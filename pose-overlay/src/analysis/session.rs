//! Analysis session - one upload/review cycle
//!
//! Tracks the request status and the results of the latest successful
//! analysis. Every failure ends up as a status with a user-visible message;
//! nothing here is fatal to the page.

use super::coaching::coaching_feedback;
use super::feedback::feedback_markup;
use super::response::AnalysisResponse;
use crate::error::AnalysisError;
use crate::pose::LandmarkSequence;

#[derive(Clone, Debug, PartialEq)]
pub enum AnalysisStatus {
    Idle,
    /// Analysis requested without a file
    NoFileSelected,
    Analyzing,
    Ready { frames: usize },
    /// Exchange succeeded but no pose was found
    NoPosesDetected,
    Failed(AnalysisError),
}

impl AnalysisStatus {
    /// Message shown to the user
    pub fn message(&self) -> String {
        match self {
            AnalysisStatus::Idle => String::new(),
            AnalysisStatus::NoFileSelected => "Please select a video file first.".to_string(),
            AnalysisStatus::Analyzing => "Analyzing video...".to_string(),
            AnalysisStatus::Ready { frames } => format!("Analysis complete ({} frames).", frames),
            AnalysisStatus::NoPosesDetected => "No poses detected in the video.".to_string(),
            AnalysisStatus::Failed(_) => "Error analyzing video. Please try again.".to_string(),
        }
    }
}

/// Identifies one analysis request; responses to superseded requests are dropped
#[derive(Clone, Copy, Debug, PartialEq, Eq)]
pub struct RequestTicket(u64);

#[derive(Debug)]
pub struct AnalysisSession {
    status: AnalysisStatus,
    landmarks: Option<LandmarkSequence>,
    feedback: Vec<String>,
    generation: u64,
    in_flight: Option<u64>,
}

impl Default for AnalysisSession {
    fn default() -> Self {
        Self {
            status: AnalysisStatus::Idle,
            landmarks: None,
            feedback: Vec::new(),
            generation: 0,
            in_flight: None,
        }
    }
}

impl AnalysisSession {
    pub fn new() -> Self {
        Self::default()
    }

    /// Start a new analysis. Clears previous results.
    ///
    /// Without a file only the status message changes.
    pub fn begin(&mut self, has_file: bool) -> Result<RequestTicket, AnalysisError> {
        if !has_file {
            self.status = AnalysisStatus::NoFileSelected;
            return Err(AnalysisError::NoFileSelected);
        }

        self.generation += 1;
        self.in_flight = Some(self.generation);
        self.landmarks = None;
        self.feedback.clear();
        self.status = AnalysisStatus::Analyzing;
        Ok(RequestTicket(self.generation))
    }

    /// Apply the outcome of a request.
    ///
    /// Returns the sequence to hand to the overlay, only when poses were found.
    pub fn complete(
        &mut self,
        ticket: RequestTicket,
        outcome: Result<AnalysisResponse, AnalysisError>,
    ) -> Option<LandmarkSequence> {
        if self.in_flight != Some(ticket.0) {
            log::debug!("Discarding superseded analysis response #{}", ticket.0);
            return None;
        }
        self.in_flight = None;

        let response = match outcome {
            Ok(r) => r,
            Err(err) => {
                log::error!("Analysis failed: {}", err);
                self.status = AnalysisStatus::Failed(err);
                return None;
            }
        };

        let poses = response.detected_poses().cloned();
        self.feedback = match response.feedback {
            Some(feedback) => feedback,
            // Service sent no feedback field at all: derive it locally
            None => poses.as_ref().map(coaching_feedback).unwrap_or_default(),
        };

        match poses {
            Some(sequence) => {
                log::info!("Analysis complete: {} landmark frames", sequence.len());
                self.status = AnalysisStatus::Ready { frames: sequence.len() };
                self.landmarks = Some(sequence.clone());
                Some(sequence)
            }
            None => {
                log::info!("Analysis complete: no poses detected");
                self.status = AnalysisStatus::NoPosesDetected;
                None
            }
        }
    }

    /// Back to a blank session; any in-flight response will be ignored
    pub fn reset(&mut self) {
        self.in_flight = None;
        self.landmarks = None;
        self.feedback.clear();
        self.status = AnalysisStatus::Idle;
    }

    pub fn status(&self) -> &AnalysisStatus {
        &self.status
    }

    pub fn is_analyzing(&self) -> bool {
        self.in_flight.is_some()
    }

    pub fn landmarks(&self) -> Option<&LandmarkSequence> {
        self.landmarks.as_ref()
    }

    pub fn feedback(&self) -> &[String] {
        &self.feedback
    }

    pub fn feedback_html(&self) -> String {
        feedback_markup(&self.feedback)
    }
}

#[cfg(test)]
mod tests {
    use super::*;
    use crate::pose::{Landmark, LandmarkFrame};

    fn response(json: &str) -> Result<AnalysisResponse, AnalysisError> {
        AnalysisResponse::from_http(200, json)
    }

    const TWO_FRAMES: &str = r#"{
        "message": "Analysis successful",
        "landmarks": [[{"x": 0.5, "y": 0.5, "z": 0.0, "visibility": 0.9}], [{"x": 0.6, "y": 0.5, "z": 0.0, "visibility": 0.9}]],
        "feedback": ["Excellent head stability! Keeping your head still is key."]
    }"#;

    #[test]
    fn test_no_file_selected() {
        let mut session = AnalysisSession::new();
        assert_eq!(session.begin(false), Err(AnalysisError::NoFileSelected));
        assert_eq!(session.status(), &AnalysisStatus::NoFileSelected);
        assert!(!session.is_analyzing());
        assert!(!session.status().message().is_empty());
    }

    #[test]
    fn test_no_file_keeps_previous_results() {
        let mut session = AnalysisSession::new();
        let ticket = session.begin(true).unwrap();
        session.complete(ticket, response(TWO_FRAMES));

        let _ = session.begin(false);
        assert_eq!(session.landmarks().map(|l| l.len()), Some(2));
        assert_eq!(session.feedback().len(), 1);
    }

    #[test]
    fn test_success_yields_sequence() {
        let mut session = AnalysisSession::new();
        let ticket = session.begin(true).unwrap();
        assert_eq!(session.status(), &AnalysisStatus::Analyzing);

        let sequence = session.complete(ticket, response(TWO_FRAMES)).unwrap();
        assert_eq!(sequence.len(), 2);
        assert_eq!(session.status(), &AnalysisStatus::Ready { frames: 2 });
        assert!(sequence.ptr_eq(session.landmarks().unwrap()));
        assert!(session.feedback_html().contains("<li>Excellent head stability"));
    }

    #[test]
    fn test_empty_landmarks_is_no_poses_not_error() {
        let mut session = AnalysisSession::new();
        let ticket = session.begin(true).unwrap();
        let activated = session.complete(ticket, response(r#"{"landmarks": [], "feedback": []}"#));

        assert!(activated.is_none());
        assert_eq!(session.status(), &AnalysisStatus::NoPosesDetected);
        assert_eq!(session.status().message(), "No poses detected in the video.");
        assert!(session.landmarks().is_none());
    }

    #[test]
    fn test_missing_landmarks_is_no_poses() {
        let mut session = AnalysisSession::new();
        let ticket = session.begin(true).unwrap();
        assert!(session.complete(ticket, response("{}")).is_none());
        assert_eq!(session.status(), &AnalysisStatus::NoPosesDetected);
    }

    #[test]
    fn test_empty_feedback_renders_nothing() {
        let mut session = AnalysisSession::new();
        let ticket = session.begin(true).unwrap();
        let body = r#"{"landmarks": [[{"x": 0.5, "y": 0.5, "visibility": 0.9}]], "feedback": []}"#;
        assert!(session.complete(ticket, response(body)).is_some());
        assert!(session.feedback().is_empty());
        assert_eq!(session.feedback_html(), "");
    }

    #[test]
    fn test_absent_feedback_falls_back_to_coaching() {
        let mut session = AnalysisSession::new();
        let ticket = session.begin(true).unwrap();
        let body = r#"{"landmarks": [[{"x": 0.5, "y": 0.5, "visibility": 0.9}]]}"#;
        session.complete(ticket, response(body));
        // Single frame: elbow line only, no head movement line
        assert_eq!(session.feedback().len(), 1);
        assert!(session.feedback()[0].starts_with("Could not determine elbow angle"));
    }

    #[test]
    fn test_transport_failure_applies_nothing() {
        let mut session = AnalysisSession::new();
        let ticket = session.begin(true).unwrap();
        let outcome = Err(AnalysisError::Transport("connection refused".into()));

        assert!(session.complete(ticket, outcome).is_none());
        assert!(matches!(session.status(), AnalysisStatus::Failed(AnalysisError::Transport(_))));
        assert_eq!(session.status().message(), "Error analyzing video. Please try again.");
        assert!(session.landmarks().is_none());
        assert!(session.feedback().is_empty());
        assert!(!session.is_analyzing());
    }

    #[test]
    fn test_new_request_clears_previous_results() {
        let mut session = AnalysisSession::new();
        let ticket = session.begin(true).unwrap();
        session.complete(ticket, response(TWO_FRAMES));

        session.begin(true).unwrap();
        assert!(session.landmarks().is_none());
        assert!(session.feedback().is_empty());
    }

    #[test]
    fn test_superseded_response_ignored() {
        let mut session = AnalysisSession::new();
        let first = session.begin(true).unwrap();
        let second = session.begin(true).unwrap();

        assert!(session.complete(first, response(TWO_FRAMES)).is_none());
        assert_eq!(session.status(), &AnalysisStatus::Analyzing);
        assert!(session.complete(second, response(TWO_FRAMES)).is_some());
    }

    #[test]
    fn test_reset_discards_in_flight_response() {
        let mut session = AnalysisSession::new();
        let ticket = session.begin(true).unwrap();
        session.reset();

        assert!(session.complete(ticket, response(TWO_FRAMES)).is_none());
        assert_eq!(session.status(), &AnalysisStatus::Idle);
        assert!(session.landmarks().is_none());
    }

    #[test]
    fn test_all_empty_frames_not_activated() {
        let mut session = AnalysisSession::new();
        let ticket = session.begin(true).unwrap();
        let outcome = Ok(AnalysisResponse {
            landmarks: Some(LandmarkSequence::new(vec![LandmarkFrame::default(); 3])),
            ..Default::default()
        });
        assert!(session.complete(ticket, outcome).is_none());
        assert_eq!(session.status(), &AnalysisStatus::NoPosesDetected);

        let ticket = session.begin(true).unwrap();
        let outcome = Ok(AnalysisResponse {
            landmarks: Some(LandmarkSequence::new(vec![LandmarkFrame::new(vec![Landmark::new(0.1, 0.1, 1.0)])])),
            feedback: Some(vec![]),
            ..Default::default()
        });
        assert!(session.complete(ticket, outcome).is_some());
    }
}
//! Pose Overlay - skeleton overlay synchronized with video playback
//!
//! Entry point for WASM module. Only contains:
//! - Module declarations
//! - The wasm start hook
//!
//! The JS entry points live in `bridge`.

pub mod analysis;
pub mod config;
pub mod error;
pub mod playback;
pub mod pose;
pub mod renderer;

mod bridge;
mod logging;
#[cfg(test)]
mod testing;

use wasm_bindgen::prelude::*;

// Re-export wasm_bindgen functions for JS access
#[cfg(target_arch = "wasm32")]
pub use bridge::attach_gpu_overlay;
pub use bridge::{
    analyze_video, attach_overlay, configure, detach_overlay, get_feedback_html, get_frame_count,
    get_rendered_frame, get_status_message, is_analyzing, reset_session,
};
pub use bridge::{AnimationFrameScheduler, VideoElementSource};

/// Called automatically when WASM module loads
#[wasm_bindgen(start)]
pub fn init_panic_hook() {
    console_error_panic_hook::set_once();
    logging::init(log::LevelFilter::Info);
    log::info!("✅ Pose overlay ready");
}
//! Console logging - routes the `log` facade to the browser console

use log::{Level, LevelFilter, Log, Metadata, Record};

struct ConsoleLogger;

static LOGGER: ConsoleLogger = ConsoleLogger;

impl Log for ConsoleLogger {
    fn enabled(&self, metadata: &Metadata) -> bool {
        metadata.level() <= log::max_level()
    }

    fn log(&self, record: &Record) {
        if !self.enabled(record.metadata()) {
            return;
        }
        let line = format!("[{}] {}", record.target(), record.args());
        let value = wasm_bindgen::JsValue::from_str(&line);
        match record.level() {
            Level::Error => web_sys::console::error_1(&value),
            Level::Warn => web_sys::console::warn_1(&value),
            Level::Info => web_sys::console::info_1(&value),
            Level::Debug | Level::Trace => web_sys::console::debug_1(&value),
        }
    }

    fn flush(&self) {}
}

/// Install the console logger. Repeated calls are ignored.
pub fn init(level: LevelFilter) {
    if log::set_logger(&LOGGER).is_ok() {
        log::set_max_level(level);
    }
}
//! Playback-synchronized overlay controller
//!
//! Keeps the drawn skeleton in step with the video clock. While playing, a
//! redraw loop re-resolves the landmark frame on every display refresh;
//! otherwise the overlay is redrawn once per seek, pause or end.
//!
//! `OverlaySession` is the single resource scope: `open` takes all five
//! event subscriptions, `close` cancels the pending redraw and drops them
//! again. Every callback holds only a `Weak` reference to the session state,
//! so nothing can reach the renderer once the session is closed.

use super::clock::resolve_frame_index;
use super::media::{MediaEvent, MediaSource, SubscriptionId};
use super::scheduler::{FrameScheduler, RedrawLoop};
use crate::pose::LandmarkSequence;
use crate::renderer::{render_skeleton, DrawSurface, SkeletonStyle};
use std::cell::RefCell;
use std::rc::{Rc, Weak};

/// Host collaborators shared by the overlay (WASM is single-threaded)
#[derive(Clone)]
pub struct OverlayHost {
    pub media: Rc<dyn MediaSource>,
    pub surface: Rc<RefCell<dyn DrawSurface>>,
    pub scheduler: Rc<dyn FrameScheduler>,
}

/// Player state as seen by the overlay
#[derive(Clone, Copy, Debug, PartialEq, Eq)]
pub enum PlaybackState {
    /// Metadata not loaded yet, nothing is drawn
    Idle,
    /// Ready or paused: redraw on seek only
    Paused,
    /// Redraw loop running
    Playing,
    /// Like paused, last resolved frame stays on screen
    Ended,
}

struct OverlayState {
    this: Weak<RefCell<OverlayState>>,
    host: OverlayHost,
    sequence: LandmarkSequence,
    style: SkeletonStyle,
    playback: PlaybackState,
    /// Surface sized to the video; drawing is suppressed until then
    sized: bool,
    redraw: RedrawLoop,
    rendered: Option<usize>,
}

impl OverlayState {
    /// Catch up with a player that was set up before the session opened
    fn attach(&mut self) {
        self.size_surface();
        if !self.host.media.is_paused() {
            self.playback = PlaybackState::Playing;
            self.start_loop();
        }
    }

    fn on_event(&mut self, event: MediaEvent) {
        match event {
            MediaEvent::MetadataLoaded => self.size_surface(),
            MediaEvent::Play => {
                self.playback = PlaybackState::Playing;
                self.start_loop();
            }
            MediaEvent::Pause => {
                self.stop_loop();
                self.playback = PlaybackState::Paused;
                self.redraw_current();
            }
            MediaEvent::Ended => {
                self.stop_loop();
                self.playback = PlaybackState::Ended;
                self.redraw_current();
            }
            MediaEvent::Seeked => self.redraw_current(),
        }
    }

    fn size_surface(&mut self) {
        let (width, height) = match self.host.media.natural_size() {
            Some(size) => size,
            None => return,
        };
        self.host.surface.borrow_mut().resize(width, height);
        self.sized = true;
        if self.playback == PlaybackState::Idle {
            self.playback = PlaybackState::Paused;
        }
    }

    fn start_loop(&mut self) {
        if let Some(epoch) = self.redraw.activate() {
            self.schedule_cycle(epoch);
        }
    }

    fn stop_loop(&mut self) {
        if let Some(handle) = self.redraw.deactivate() {
            self.host.scheduler.cancel_frame(handle);
        }
    }

    fn schedule_cycle(&mut self, epoch: u64) {
        let this = self.this.clone();
        let handle = self.host.scheduler.request_frame(Box::new(move || {
            if let Some(state) = this.upgrade() {
                if let Ok(mut state) = state.try_borrow_mut() {
                    state.run_cycle(epoch);
                }
            }
        }));
        self.redraw.arm(handle);
    }

    fn run_cycle(&mut self, epoch: u64) {
        if !self.redraw.accept(epoch) {
            return;
        }
        self.redraw_current();
        self.schedule_cycle(epoch);
    }

    /// Resolve the frame for the current playback position and draw it.
    /// Unresolvable positions leave the previous drawing in place.
    fn redraw_current(&mut self) {
        if !self.sized {
            return;
        }
        let media = &self.host.media;
        let index = match resolve_frame_index(media.current_time(), media.duration(), self.sequence.len()) {
            Some(i) => i,
            None => return,
        };

        let mut surface = self.host.surface.borrow_mut();
        render_skeleton(self.sequence.frame(index), &mut *surface, &self.style);
        self.rendered = Some(index);
    }
}

/// One activation of the overlay for one landmark sequence.
///
/// Closing (explicitly or on drop) cancels the pending redraw first, then
/// removes every event subscription.
pub struct OverlaySession {
    state: Option<Rc<RefCell<OverlayState>>>,
    media: Rc<dyn MediaSource>,
    subscriptions: Vec<SubscriptionId>,
}

impl OverlaySession {
    pub fn open(host: OverlayHost, sequence: LandmarkSequence, style: SkeletonStyle) -> Self {
        let media = Rc::clone(&host.media);
        let frames = sequence.len();

        let state = Rc::new_cyclic(|this| {
            RefCell::new(OverlayState {
                this: this.clone(),
                host,
                sequence,
                style,
                playback: PlaybackState::Idle,
                sized: false,
                redraw: RedrawLoop::new(),
                rendered: None,
            })
        });

        let subscriptions = MediaEvent::ALL
            .iter()
            .map(|&event| {
                let weak = Rc::downgrade(&state);
                media.subscribe(
                    event,
                    Box::new(move || {
                        if let Some(state) = weak.upgrade() {
                            if let Ok(mut state) = state.try_borrow_mut() {
                                state.on_event(event);
                            }
                        }
                    }),
                )
            })
            .collect();

        state.borrow_mut().attach();
        log::info!("Overlay session opened ({} landmark frames)", frames);

        Self { state: Some(state), media, subscriptions }
    }

    pub fn close(&mut self) {
        let state = match self.state.take() {
            Some(s) => s,
            None => return,
        };

        // Cancel before disconnect
        state.borrow_mut().stop_loop();
        for id in self.subscriptions.drain(..) {
            self.media.unsubscribe(id);
        }
        drop(state);

        log::info!("Overlay session closed");
    }

    pub fn is_open(&self) -> bool {
        self.state.is_some()
    }

    pub fn playback_state(&self) -> Option<PlaybackState> {
        self.state.as_ref().map(|s| s.borrow().playback)
    }

    /// Index of the last landmark frame drawn
    pub fn rendered_index(&self) -> Option<usize> {
        self.state.as_ref().and_then(|s| s.borrow().rendered)
    }

    pub fn sequence(&self) -> Option<LandmarkSequence> {
        self.state.as_ref().map(|s| s.borrow().sequence.clone())
    }
}

impl Drop for OverlaySession {
    fn drop(&mut self) {
        self.close();
    }
}

/// Owns the overlay for whichever landmark sequence is current.
///
/// Inert until a non-empty sequence is loaded; replacing or clearing the
/// sequence closes the previous session first.
pub struct OverlayController {
    host: OverlayHost,
    style: SkeletonStyle,
    session: Option<OverlaySession>,
}

impl OverlayController {
    pub fn new(host: OverlayHost, style: SkeletonStyle) -> Self {
        Self { host, style, session: None }
    }

    pub fn load(&mut self, sequence: Option<LandmarkSequence>) {
        if let (Some(current), Some(next)) = (self.sequence(), sequence.as_ref()) {
            if current.ptr_eq(next) {
                return;
            }
        }

        self.unload();
        match sequence {
            Some(seq) if !seq.is_empty() => {
                self.session = Some(OverlaySession::open(self.host.clone(), seq, self.style.clone()));
            }
            Some(_) => log::debug!("Empty landmark sequence, overlay stays inert"),
            None => {}
        }
    }

    pub fn unload(&mut self) {
        if let Some(mut session) = self.session.take() {
            session.close();
        }
    }

    pub fn is_active(&self) -> bool {
        self.session.as_ref().is_some_and(|s| s.is_open())
    }

    pub fn playback_state(&self) -> Option<PlaybackState> {
        self.session.as_ref().and_then(|s| s.playback_state())
    }

    pub fn rendered_index(&self) -> Option<usize> {
        self.session.as_ref().and_then(|s| s.rendered_index())
    }

    pub fn sequence(&self) -> Option<LandmarkSequence> {
        self.session.as_ref().and_then(|s| s.sequence())
    }
}
//! Error types
//!
//! The rendering core never fails; these cover the JS-facing setup paths
//! and the analysis exchange.

use thiserror::Error;
use wasm_bindgen::JsValue;

/// Errors while wiring the overlay to the page (DOM lookup, canvas, WebGPU)
#[derive(Debug, Error)]
pub enum OverlayError {
    #[error("No window found")]
    NoWindow,
    #[error("No document found")]
    NoDocument,
    #[error("No element with id '{0}' found")]
    ElementNotFound(String),
    #[error("Element '{0}' has the wrong type")]
    WrongElementType(String),
    #[error("2D context unavailable on canvas")]
    ContextUnavailable,
    #[error("Surface creation failed: {0}")]
    SurfaceCreationFailed(String),
    #[error("Failed to find a suitable GPU adapter")]
    NoAdapter,
    #[error("Device creation failed: {0}")]
    DeviceCreationFailed(String),
}

impl From<OverlayError> for JsValue {
    fn from(err: OverlayError) -> Self {
        JsValue::from_str(&err.to_string())
    }
}

/// Failures of the video analysis exchange
#[derive(Debug, Clone, PartialEq, Error)]
pub enum AnalysisError {
    /// Analysis requested with no file selected
    #[error("No video file selected")]
    NoFileSelected,
    /// Network failure, the request never produced a response
    #[error("Request failed: {0}")]
    Transport(String),
    /// Service answered with an error status
    #[error("Server returned {status}: {message}")]
    Server { status: u16, message: String },
    /// Body could not be decoded
    #[error("Malformed analysis response: {0}")]
    InvalidResponse(String),
}

impl From<serde_json::Error> for AnalysisError {
    fn from(err: serde_json::Error) -> Self {
        AnalysisError::InvalidResponse(err.to_string())
    }
}

/// Rejected configuration
#[derive(Debug, Error)]
pub enum ConfigError {
    #[error("Invalid configuration JSON: {0}")]
    Parse(#[from] serde_json::Error),
    #[error("Invalid color '{0}' (expected #RRGGBB or #RRGGBBAA)")]
    InvalidColor(String),
    #[error("Invalid value for {field}: {reason}")]
    OutOfRange { field: &'static str, reason: String },
}

impl From<ConfigError> for JsValue {
    fn from(err: ConfigError) -> Self {
        JsValue::from_str(&err.to_string())
    }
}

#[cfg(test)]
mod tests {
    use super::*;

    #[test]
    fn test_json_error_maps_to_invalid_response() {
        let err: AnalysisError = serde_json::from_str::<serde_json::Value>("{").unwrap_err().into();
        assert!(matches!(err, AnalysisError::InvalidResponse(_)));
    }

    #[test]
    fn test_messages() {
        let err = AnalysisError::Server { status: 400, message: "No video file provided".into() };
        assert_eq!(err.to_string(), "Server returned 400: No video file provided");
        assert_eq!(
            OverlayError::ElementNotFound("pose-canvas".into()).to_string(),
            "No element with id 'pose-canvas' found"
        );
    }
}
//! Coaching feedback derived from a landmark sequence
//!
//! Two checks over the whole clip: how far the hitting (right) arm bends at
//! the elbow, and how much the head moves vertically from start to finish.

use crate::pose::{joint_angle, LandmarkSequence, NOSE, RIGHT_ELBOW, RIGHT_SHOULDER, RIGHT_WRIST};

/// Elbow angles below this are "quite bent"
const BENT_ARM_DEGREES: f32 = 90.0;

/// Vertical nose drift (fraction of frame height) tolerated over the clip
const HEAD_DRIFT_LIMIT: f32 = 0.05;

/// Feedback lines, elbow check first. The head line is only present when
/// the clip has a pose in both its first and last frame.
pub fn coaching_feedback(sequence: &LandmarkSequence) -> Vec<String> {
    let mut feedback = vec![elbow_feedback(sequence)];
    feedback.extend(head_feedback(sequence));
    feedback
}

/// Smallest right-elbow angle over all frames that contain the full arm
pub fn min_elbow_angle(sequence: &LandmarkSequence) -> Option<f32> {
    sequence
        .frames()
        .iter()
        .filter_map(|frame| {
            let shoulder = frame.point(RIGHT_SHOULDER)?;
            let elbow = frame.point(RIGHT_ELBOW)?;
            let wrist = frame.point(RIGHT_WRIST)?;
            joint_angle(shoulder, elbow, wrist)
        })
        .reduce(f32::min)
}

fn elbow_feedback(sequence: &LandmarkSequence) -> String {
    match min_elbow_angle(sequence) {
        Some(angle) if angle < BENT_ARM_DEGREES => format!(
            "Your arm is quite bent. The minimum elbow angle was {}°. Try to keep the arm straighter for more power.",
            angle as i32
        ),
        Some(_) => "Good arm extension! Your elbow angle looks solid.".to_string(),
        None => "Could not determine elbow angle. Make sure your arm is visible.".to_string(),
    }
}

/// Vertical nose movement between the first and last frame
pub fn head_drift(sequence: &LandmarkSequence) -> Option<f32> {
    if sequence.len() < 2 {
        return None;
    }
    let start = sequence.first()?.get(NOSE)?;
    let end = sequence.last()?.get(NOSE)?;
    Some((start.y - end.y).abs())
}

fn head_feedback(sequence: &LandmarkSequence) -> Option<String> {
    let line = if head_drift(sequence)? > HEAD_DRIFT_LIMIT {
        "You are moving your head vertically during the stroke. Try to keep your head still to improve balance and consistency."
    } else {
        "Excellent head stability! Keeping your head still is key."
    };
    Some(line.to_string())
}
- - - - - - -
=== EXERCISE AIM ===
The answer should be the exact lines running from the line containing "pub fn head_drift(sequence: &LandmarkSequence)" to the last line of the entries, with nothing else.

=== ANSWER TO THE EXERCISE ===
pub fn head_drift(sequence: &LandmarkSequence) -> Option<f32> {
    if sequence.len() < 2 {
        return None;
    }
    let start = sequence.first()?.get(NOSE)?;
    let end = sequence.last()?.get(NOSE)?;
    Some((start.y - end.y).abs())
}

fn head_feedback(sequence: &LandmarkSequence) -> Option<String> {
    let line = if head_drift(sequence)? > HEAD_DRIFT_LIMIT {
        "You are moving your head vertically during the stroke. Try to keep your head still to improve balance and consistency."
    } else {
        "Excellent head stability! Keeping your head still is key."
    };
    Some(line.to_string())
}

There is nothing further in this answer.